Tuesday, November 22, 2011

Herb Bread

    I made this loaf for my parents on another Sunday evening, and it was absolutely perfect.  It tastes very similar to the bread served at Macaroni Grill.  I think the only difference is theirs has more olive oil and/or butter and salt rubbed on the edges.  I know I haven't made many yeast breads, but out of all the yeast breads I have made, this is my current favorite.  I think I even like it better than my 100% whole wheat bread...and that's saying a lot.  The reason I like it better is because of the texture and the unique taste.  It is the perfect side to any meal.  And the spices make it have so much more flavor than white bread.  The texture of this loaf is so fluffy and soft...I served it with ham and potato soup, and the bread was SO delicious dunked in it!  It soaked the soup right up and complimented it perfectly.  My mom really enjoyed this for breakfast toasted with butter. My dad and I made egg sandwiches with it and absolutely loved them.  Aaaand I'm about to have it again with tomato shrimp pasta!  I'll be sure to dunk it(:

Yield: 1 loaf (about 12 slices)


  • 3 cups all-purpose flour
  • 1 teaspoon salt
  • 1 tablespoon sugar
  • 1 (.25 ounce) package active dry yeast
  • 1 1/4 cups warm water
  • 2 tablespoons olive oil
  • 1/2 teaspoon garlic powder
  • 2 tablespoons fresh parsley
  • 1/2 teaspoon dried oregano
  • 1/4 teaspoon dried thyme
  • 1 teaspoon margarine, melted


  1. Combine 2 cups flour, salt, sugar, and yeast in a large bowl.
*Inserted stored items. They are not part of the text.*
impl fmt::Display for StoreError {
    fn fmt(&self, f: &mut fmt::Formatter<'_>) -> fmt::Result {
        match self {
            StoreError::Storage(e) => write!(f, "{}", e),
            StoreError::Serialize(e) => write!(f, "serialization failed: {}", e),
            StoreError::InvalidEmbed(msg) => write!(f, "invalid calendar embed: {}", msg),
            StoreError::InvalidBackup(msg) => write!(f, "invalid backup: {}", msg),
            StoreError::Io(e) => write!(f, "I/O error: {}", e),
            StoreError::Baseline(e) => write!(f, "{}", e),
        }
    }
}

impl std::error::Error for StoreError {}

impl From<StorageError> for StoreError {
    fn from(e: StorageError) -> Self {
        StoreError::Storage(e)
    }
}

impl From<serde_json::Error> for StoreError {
    fn from(e: serde_json::Error) -> Self {
        StoreError::Serialize(e)
    }
}

impl From<BaselineError> for StoreError {
    fn from(e: BaselineError) -> Self {
        StoreError::Baseline(e)
    }
}

impl From<std::io::Error> for StoreError {
    fn from(e: std::io::Error) -> Self {
        StoreError::Io(e)
    }
}

// ---------------------------------------------------------------------------
// StateStore
// ---------------------------------------------------------------------------

pub struct StateStore {
    storage: Box<dyn KeyValueStorage>,
    clock: Box<dyn Clock>,
    baseline: Baseline,
    menu: MenuCatalog,
    cleaning: CleaningSchedule,
    service: ServiceManual,
    settings: Settings,
    history: UpdateHistory,
}

impl StateStore {
    /// Load every record from storage, reconciling against `baseline`.
    ///
    /// Stored values that fail to parse are treated as absent. Menu Catalog
    /// and Service Manual are written back in merged form whenever a stored
    /// value existed.
    pub fn load(
        mut storage: Box<dyn KeyValueStorage>,
        baseline: Baseline,
        clock: Box<dyn Clock>,
    ) -> Result<StateStore, StoreError> {
        let menu = match read_json::<MenuCatalog>(storage.as_ref(), MENU_DATA_KEY)? {
            Some(stored) => {
                let merged = merge_record(&baseline.menu, &stored, MENU_PROTECTED_FIELDS);
                write_json(storage.as_mut(), MENU_DATA_KEY, &merged)?;
                merged
            }
            None => baseline.menu.clone(),
        };

        let service = match read_json::<ServiceManual>(storage.as_ref(), SERVICE_DATA_KEY)? {
            Some(stored) => {
                let merged =
                    merge_record(&baseline.service, &stored, SERVICE_PROTECTED_FIELDS);
                write_json(storage.as_mut(), SERVICE_DATA_KEY, &merged)?;
                merged
            }
            None => baseline.service.clone(),
        };

        let cleaning = read_json::<CleaningSchedule>(storage.as_ref(), CLEANING_DATA_KEY)?
            .unwrap_or_else(|| baseline.cleaning.clone());

        let settings = read_json::<Settings>(storage.as_ref(), SETTINGS_KEY)?.unwrap_or_default();

        let history = read_json::<Vec<Value>>(storage.as_ref(), UPDATE_HISTORY_KEY)?
            .map(|raw| UpdateHistory::from_entries(readable_entries(raw)))
            .unwrap_or_default();

        log::debug!(
            "loaded {} menus, {} service sections, {} history entries",
            menu.len(),
            service.len(),
            history.len()
        );

        Ok(StateStore {
            storage,
            clock,
            baseline,
            menu,
            cleaning,
            service,
            settings,
            history,
        })
    }

    /// Startup sequence: [`load`](Self::load) then
    /// [`reset_daily_checklist`](Self::reset_daily_checklist).
    pub fn open(
        storage: Box<dyn KeyValueStorage>,
        baseline: Baseline,
        clock: Box<dyn Clock>,
    ) -> Result<StateStore, StoreError> {
        let mut store = StateStore::load(storage, baseline, clock)?;
        store.reset_daily_checklist()?;
        Ok(store)
    }

    /// Persist the four records and log a "Data saved" history entry.
    ///
    /// A failed write is returned as-is; records already written stay
    /// written.
    pub fn save(&mut self) -> Result<(), StoreError> {
        write_json(self.storage.as_mut(), MENU_DATA_KEY, &self.menu)?;
        write_json(self.storage.as_mut(), CLEANING_DATA_KEY, &self.cleaning)?;
        write_json(self.storage.as_mut(), SERVICE_DATA_KEY, &self.service)?;
        write_json(self.storage.as_mut(), SETTINGS_KEY, &self.settings)?;
        self.record_history(SAVE_MESSAGE)
    }

    /// Settings change from the UI.
    pub fn set_edit_mode(&mut self, enabled: bool) -> Result<(), StoreError> {
        self.settings.edit_mode = enabled;
        self.save()
    }

    // -------------------------------------------------------------------
    // Read access
    // -------------------------------------------------------------------

    pub fn menu(&self) -> &MenuCatalog {
        &self.menu
    }

    /// Typed view of one menu. `None` if the id is unknown.
    pub fn menu_entry(&self, id: &str) -> Option<Result<MenuEntry, serde_json::Error>> {
        self.menu.get(id).map(MenuEntry::from_value)
    }

    pub fn cleaning(&self) -> &CleaningSchedule {
        &self.cleaning
    }

    pub fn service(&self) -> &ServiceManual {
        &self.service
    }

    pub fn settings(&self) -> &Settings {
        &self.settings
    }

    pub fn history(&self) -> &UpdateHistory {
        &self.history
    }

    /// Shipped defaults plus the read-only reference content
    /// (troubleshooting, hygiene, payment terminal).
    pub fn baseline(&self) -> &Baseline {
        &self.baseline
    }

    pub fn storage(&self) -> &dyn KeyValueStorage {
        self.storage.as_ref()
    }

    pub fn clock(&self) -> &dyn Clock {
        self.clock.as_ref()
    }

    /// Give the storage back, e.g. to reopen it.
    pub fn into_storage(self) -> Box<dyn KeyValueStorage> {
        self.storage
    }
}

// ---------------------------------------------------------------------------
// JSON helpers
// ---------------------------------------------------------------------------

/// Read and parse a JSON record. Parse failures are logged and reported as
/// absent; storage failures propagate.
fn read_json<T: DeserializeOwned>(
    storage: &dyn KeyValueStorage,
    key: &str,
) -> Result<Option<T>, StoreError> {
    let Some(text) = storage.get(key)? else {
        return Ok(None);
    };
    match serde_json::from_str(&text) {
        Ok(value) => Ok(Some(value)),
        Err(e) => {
            log::warn!("stored '{}' is corrupt ({}); using defaults", key, e);
            Ok(None)
        }
    }
}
Stir in the water, olive oil, garlic powder, parsley, rosemary, and thyme. Use an electric mixer to beat on low speed for 1 minute, scraping bowl frequently. Turn mixer to medium, and beat for an additional 1 minute, scraping bowl frequently. Stir in remaining 1 cup flour; mix until smooth. Scrape batter from sides of bowl. Cover, and let rise in warm place for 35 to 40 minutes.
  2. Grease a 9x5 loaf pan. Stir down batter by beating about 25 strokes. Scrape batter into greased pan; pat down with floured hands. Cover pan. Let dough rise in warm place until doubled, about 30 minutes. Do not allow dough to over-rise.
  3. Preheat oven to 375 degrees F (190 degrees C).
  4. Bake in preheated oven until the loaf sounds hollow when tapped on the bottom, 40 to 45 minutes. (It may look very brown and it will feel hard, but it won't be when you slice it. And the inside will be soft.)  Brush top with margarine. Remove from pan, and cool on wire rack.